> [Records to process]
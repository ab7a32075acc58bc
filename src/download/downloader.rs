use std::path::PathBuf;
use std::sync::Arc;
use log::{info, warn};
use tokio::{fs, select};
use tokio_util::sync::CancellationToken;
use url::Url;
use crate::download::chunk_manager::ChunkManager;
use crate::download::chunk_range::{Segment, TransferPlan};
use crate::download::client::RangeClient;
use crate::download::error::{DownloadEndCause, DownloadError};
use crate::download::persistence::CheckpointStore;
use crate::download::util::{file_name_from_url, parse_url, part_file_name};

type DownloadResult = Result<DownloadEndCause, DownloadError>;

#[derive(Debug, Clone)]
pub struct DownloaderConfig {
    pub url: String,
    /// Root of the per-url working directories.
    pub data_dir: PathBuf,
    pub output_dir: PathBuf,
    pub connection_count: usize,
}

impl DownloaderConfig {
    pub fn file_path(&self, url: &Url) -> PathBuf {
        self.output_dir.join(file_name_from_url(url))
    }
}

pub struct Downloader<C> {
    config: DownloaderConfig,
    client: Arc<C>,
    cancel_token: CancellationToken,
}

impl<C: RangeClient> Downloader<C> {
    pub fn new(config: DownloaderConfig, client: Arc<C>, cancel_token: CancellationToken) -> Self {
        Self { config, client, cancel_token }
    }

    /// Downloads the configured url, continuing from a saved checkpoint when
    /// there is one.
    pub async fn download(&self) -> DownloadResult {
        let url = parse_url(&self.config.url)?;
        let store = CheckpointStore::new(&self.config.data_dir);
        let output = self.config.file_path(&url);

        let plan = match self.resume_plan(&store, &url).await? {
            Some(plan) => plan,
            None => select! {
                biased;
                _ = self.cancel_token.cancelled() => {
                    warn!("Interrupted before {} was probed", url);
                    return Ok(DownloadEndCause::Cancelled);
                }
                plan = self.probe_plan(&store, url.clone()) => plan?,
            },
        };

        if let Some(parent) = output.parent() {
            fs::create_dir_all(parent).await?;
        }

        let chunk_manager = ChunkManager::new(self.client.clone(), self.cancel_token.clone());
        chunk_manager.download(plan, &store, &output).await
    }

    async fn resume_plan(&self, store: &CheckpointStore, url: &Url) -> Result<Option<TransferPlan>, DownloadError> {
        let checkpoint = match store.load(url).await {
            Ok(Some(checkpoint)) => checkpoint,
            Ok(None) => return Ok(None),
            Err(DownloadError::Checkpoint(err)) => {
                warn!("Unreadable checkpoint for {}, starting over: {}", url, err);
                store.remove(url).await?;
                return Ok(None);
            }
            Err(err) => return Err(err),
        };

        let segments = checkpoint.into_segments();
        if !parts_match_checkpoint(&segments).await {
            warn!("Part files of {} do not match the checkpoint, starting over", url);
            store.remove(url).await?;
            return Ok(None);
        }

        info!("Resuming {} from {:?}", url, store.state_path(url));
        Ok(Some(TransferPlan::from_checkpoint(url.clone(), segments)))
    }

    async fn probe_plan(&self, store: &CheckpointStore, url: Url) -> Result<TransferPlan, DownloadError> {
        let remote = self.client.probe(&url).await?;
        info!(
            "{}: length {:?}, ranges {}",
            url,
            remote.content_length,
            if remote.accept_ranges { "supported" } else { "unsupported" }
        );

        let work_dir = store.work_dir(&url);
        fs::create_dir_all(&work_dir).await?;
        let file_name = file_name_from_url(&url);

        Ok(TransferPlan::from_probe(
            url,
            remote.content_length,
            remote.accept_ranges,
            self.config.connection_count,
            |index| work_dir.join(part_file_name(&file_name, index)),
        ))
    }
}

/// Segments of a checkpoint partition the resource in order, so each one
/// originally started right after the previous range end. A part file must
/// hold exactly the bytes between that start and its remaining range.
async fn parts_match_checkpoint(segments: &[Segment]) -> bool {
    let mut origin = 0;
    for segment in segments {
        let Some(range) = segment.range else {
            return false;
        };
        let Some(expected) = range.start.checked_sub(origin) else {
            return false;
        };

        let on_disk = match fs::metadata(&segment.path).await {
            Ok(metadata) => metadata.len(),
            Err(_) if expected == 0 => 0,
            Err(_) => return false,
        };
        if on_disk != expected {
            return false;
        }

        origin = range.end + 1;
    }

    true
}

#[cfg(test)]
mod tests {
    use std::time::Duration;
    use tempfile::TempDir;
    use tokio::sync::Notify;
    use super::*;
    use crate::download::chunk_range::ChunkRange;
    use crate::download::client::RemoteInfo;
    use crate::download::mock::{test_body, MockClient};

    const URL: &str = "http://localhost:23333/files/archive.tar.gz?token=1";

    fn config(dir: &TempDir, url: &str) -> DownloaderConfig {
        DownloaderConfig {
            url: url.to_string(),
            data_dir: dir.path().join("data"),
            output_dir: dir.path().join("out"),
            connection_count: 3,
        }
    }

    async fn download(config: DownloaderConfig, client: Arc<MockClient>) -> DownloadResult {
        Downloader::new(config, client, CancellationToken::new()).download().await
    }

    #[tokio::test]
    async fn should_reject_invalid_url() {
        let dir = tempfile::tempdir().unwrap();
        let client = Arc::new(MockClient::new(test_body(10)));

        let result = download(config(&dir, "ftp://localhost/file"), client.clone()).await;

        assert!(matches!(result, Err(DownloadError::InvalidUrl(_))));
        assert!(client.requests.lock().is_empty());
    }

    #[tokio::test]
    async fn should_be_download() {
        let dir = tempfile::tempdir().unwrap();
        let client = Arc::new(MockClient::new(test_body(500)));

        let cause = download(config(&dir, URL), client.clone()).await.unwrap();

        let output = dir.path().join("out").join("archive.tar.gz");
        assert_eq!(cause, DownloadEndCause::Finished { output: output.clone() });
        assert_eq!(fs::read(&output).await.unwrap(), test_body(500));
        assert_eq!(client.requests.lock().len(), 3);
    }

    #[tokio::test]
    async fn should_use_single_request_without_range_support() {
        let dir = tempfile::tempdir().unwrap();
        let info = RemoteInfo { content_length: Some(64), accept_ranges: false };
        let client = Arc::new(MockClient::new(test_body(64)).with_info(info));

        download(config(&dir, URL), client.clone()).await.unwrap();

        assert_eq!(*client.requests.lock(), vec![None]);
        let output = dir.path().join("out").join("archive.tar.gz");
        assert_eq!(fs::read(&output).await.unwrap(), test_body(64));
    }

    #[tokio::test]
    async fn should_resume_without_probe() {
        let dir = tempfile::tempdir().unwrap();
        let stalled = Arc::new(Notify::new());
        // parts: [0,99] [100,199] [200,299]
        let client = Arc::new(MockClient::new(test_body(300)).stall(100, 30, stalled.clone()));
        let token = CancellationToken::new();

        let downloader = Downloader::new(config(&dir, URL), client, token.clone());
        let handle = tokio::spawn(async move { downloader.download().await });
        stalled.notified().await;
        token.cancel();
        assert!(matches!(handle.await.unwrap(), Ok(DownloadEndCause::Paused { .. })));

        // probing this client would yield a single unranged request
        let info = RemoteInfo { content_length: None, accept_ranges: false };
        let client = Arc::new(MockClient::new(test_body(300)).with_info(info));
        download(config(&dir, URL), client.clone()).await.unwrap();

        let requests = client.requests.lock().clone();
        assert!(requests.contains(&Some(ChunkRange::new(130, 199))));
        assert!(requests.iter().all(Option::is_some));
        let output = dir.path().join("out").join("archive.tar.gz");
        assert_eq!(fs::read(&output).await.unwrap(), test_body(300));
    }

    #[tokio::test]
    async fn should_start_over_on_corrupt_checkpoint() {
        let dir = tempfile::tempdir().unwrap();
        let url = Url::parse(URL).unwrap();
        let store = CheckpointStore::new(dir.path().join("data"));
        fs::create_dir_all(store.work_dir(&url)).await.unwrap();
        fs::write(store.state_path(&url), r#"{"url": "http://localhost/a.bin", "par"#).await.unwrap();

        let client = Arc::new(MockClient::new(test_body(200)));
        let cause = download(config(&dir, URL), client.clone()).await.unwrap();

        assert!(matches!(cause, DownloadEndCause::Finished { .. }));
        assert_eq!(client.requests.lock().len(), 3);
        let output = dir.path().join("out").join("archive.tar.gz");
        assert_eq!(fs::read(&output).await.unwrap(), test_body(200));
        assert!(!store.work_dir(&url).exists());
    }

    #[tokio::test]
    async fn should_stop_waiting_for_probe_when_cancelled() {
        let dir = tempfile::tempdir().unwrap();
        let client = Arc::new(MockClient::new(test_body(10)).hang_probe());
        let token = CancellationToken::new();

        let downloader = Downloader::new(config(&dir, URL), client.clone(), token.clone());
        let handle = tokio::spawn(async move { downloader.download().await });
        tokio::task::yield_now().await;
        token.cancel();

        let result = tokio::time::timeout(Duration::from_secs(2), handle).await;

        assert_eq!(result.unwrap().unwrap().unwrap(), DownloadEndCause::Cancelled);
        assert!(client.requests.lock().is_empty());
    }

    #[tokio::test]
    async fn should_start_over_when_parts_are_missing() {
        let dir = tempfile::tempdir().unwrap();
        let stalled = Arc::new(Notify::new());
        let client = Arc::new(MockClient::new(test_body(300)).stall(100, 30, stalled.clone()));
        let token = CancellationToken::new();

        let downloader = Downloader::new(config(&dir, URL), client, token.clone());
        let handle = tokio::spawn(async move { downloader.download().await });
        stalled.notified().await;
        token.cancel();
        handle.await.unwrap().unwrap();

        let url = Url::parse(URL).unwrap();
        let store = CheckpointStore::new(dir.path().join("data"));
        fs::remove_file(store.work_dir(&url).join("archive.tar.gz.part1")).await.unwrap();

        let client = Arc::new(MockClient::new(test_body(300)));
        download(config(&dir, URL), client.clone()).await.unwrap();

        assert_eq!(client.requests.lock().len(), 3);
        let output = dir.path().join("out").join("archive.tar.gz");
        assert_eq!(fs::read(&output).await.unwrap(), test_body(300));
    }
}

> [What you need to do]
Your answer should consist of copies of the lines above that include the string "RemoteInfo".

> [Exercise response]
    use crate::download::client::RemoteInfo;
        let info = RemoteInfo { content_length: Some(64), accept_ranges: false };
        let info = RemoteInfo { content_length: None, accept_ranges: false };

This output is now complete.